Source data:
//! Per-request option types
//!
//! `FetchOptions` is the resolved option struct every fetch receives. It is
//! normally produced by [`FetchOptionsBuilder`](super::FetchOptionsBuilder),
//! whose `build()` runs the same validation the engine repeats at fetch time.

use std::collections::BTreeMap;
use std::path::PathBuf;

use serde::{Deserialize, Serialize};

use crate::utils::constants::{
    DEFAULT_TIMEOUT_MS, MOBILE_USER_AGENT, TABLET_USER_AGENT,
};

/// Options controlling a single fetch
#[derive(Debug, Clone, PartialEq, Eq, Serialize, Deserialize)]
#[serde(default)]
pub struct FetchOptions {
    /// Force the rendered engine
    pub(crate) render: bool,
    /// Use the evasion-flavoured browser
    pub(crate) stealth: bool,
    /// Post-load settle delay
    pub(crate) wait_ms: u64,
    /// Per-attempt budget
    pub(crate) timeout_ms: u64,
    pub(crate) user_agent: Option<String>,
    pub(crate) headers: BTreeMap<String, String>,
    pub(crate) cookies: Vec<Cookie>,
    /// Ordered interactions run after stabilization
    pub(crate) actions: Vec<PageAction>,
    pub(crate) screenshot: bool,
    pub(crate) screenshot_full_page: bool,
    pub(crate) device: Device,
    /// Upstream proxy; forces an isolated browser context
    pub(crate) proxy: Option<String>,
    /// Resource-type denylist. `None` applies the default policy,
    /// `Some(vec![])` disables blocking.
    pub(crate) block_resources: Option<Vec<ResourceType>>,
    pub(crate) wait_selector: Option<String>,
    /// Hand the live page to the caller instead of releasing it
    pub(crate) keep_page_open: bool,
    /// Persistent session directory backing a dedicated browser
    pub(crate) profile_dir: Option<PathBuf>,
    /// Visible window; honoured for profile browsers only
    pub(crate) headed: bool,
    /// Cookies injected into a fresh isolated context before navigation
    pub(crate) storage_state: Option<Vec<Cookie>>,
}

impl Default for FetchOptions {
    fn default() -> Self {
        Self {
            render: false,
            stealth: false,
            wait_ms: 0,
            timeout_ms: DEFAULT_TIMEOUT_MS,
            user_agent: None,
            headers: BTreeMap::new(),
            cookies: Vec::new(),
            actions: Vec::new(),
            screenshot: false,
            screenshot_full_page: false,
            device: Device::Desktop,
            proxy: None,
            block_resources: None,
            wait_selector: None,
            keep_page_open: false,
            profile_dir: None,
            headed: false,
            storage_state: None,
        }
    }
}

/// Device profile driving viewport and user agent
#[derive(Debug, Clone, Copy, Default, PartialEq, Eq, Hash, Serialize, Deserialize)]
#[serde(rename_all = "lowercase")]
pub enum Device {
    #[default]
    Desktop,
    Mobile,
    Tablet,
}

/// Emulated screen for a [`Device`]
#[derive(Debug, Clone, Copy, PartialEq)]
pub struct Viewport {
    pub width: i64,
    pub height: i64,
    pub device_scale_factor: f64,
    pub mobile: bool,
}

impl Device {
    #[must_use]
    pub const fn viewport(self) -> Viewport {
        match self {
            Self::Desktop => Viewport {
                width: 1920,
                height: 1080,
                device_scale_factor: 1.0,
                mobile: false,
            },
            Self::Mobile => Viewport {
                width: 390,
                height: 844,
                device_scale_factor: 3.0,
                mobile: true,
            },
            Self::Tablet => Viewport {
                width: 820,
                height: 1180,
                device_scale_factor: 2.0,
                mobile: true,
            },
        }
    }

    /// User agent implied by the device; desktop keeps the browser's own
    #[must_use]
    pub const fn user_agent(self) -> Option<&'static str> {
        match self {
            Self::Desktop => None,
            Self::Mobile => Some(MOBILE_USER_AGENT),
            Self::Tablet => Some(TABLET_USER_AGENT),
        }
    }
}

/// Cookie to set on the page (or isolated context) before navigation
#[derive(Debug, Clone, PartialEq, Eq, Serialize, Deserialize)]
pub struct Cookie {
    pub name: String,
    pub value: String,
    #[serde(default)]
    pub domain: Option<String>,
    #[serde(default)]
    pub path: Option<String>,
    #[serde(default)]
    pub secure: bool,
    #[serde(default)]
    pub http_only: bool,
}

impl Cookie {
    pub fn new(name: impl Into<String>, value: impl Into<String>) -> Self {
        Self {
            name: name.into(),
            value: value.into(),
            domain: None,
            path: None,
            secure: false,
            http_only: false,
        }
    }

    #[must_use]
    pub fn with_domain(mut self, domain: impl Into<String>) -> Self {
        self.domain = Some(domain.into());
        self
    }
}

/// One page interaction, executed in order after the page has settled
#[derive(Debug, Clone, PartialEq, Eq, Serialize, Deserialize)]
#[serde(tag = "type", rename_all = "snake_case")]
pub enum PageAction {
    Click { selector: String },
    Type { selector: String, text: String },
    Press { key: String },
    Wait { ms: u64 },
    WaitForSelector { selector: String },
    Scroll { pixels: i64 },
    ScrollToBottom,
}

/// Resource classes that can be refused during rendering
#[derive(Debug, Clone, Copy, PartialEq, Eq, Hash, Serialize, Deserialize)]
#[serde(rename_all = "lowercase")]
pub enum ResourceType {
    Image,
    Font,
    Media,
    Stylesheet,
    Script,
    Xhr,
    Fetch,
    Websocket,
    Other,
}

impl ResourceType {
    /// Blocked when the caller gives no list and neither stealth nor a screenshot is requested
    pub const DEFAULT_BLOCKED: [Self; 4] = [Self::Image, Self::Font, Self::Media, Self::Stylesheet];
}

> [Brief]:
Copy every line of the records above that contains "headers".

> [Task answer]:
    pub(crate) headers: BTreeMap<String, String>,
            headers: BTreeMap::new(),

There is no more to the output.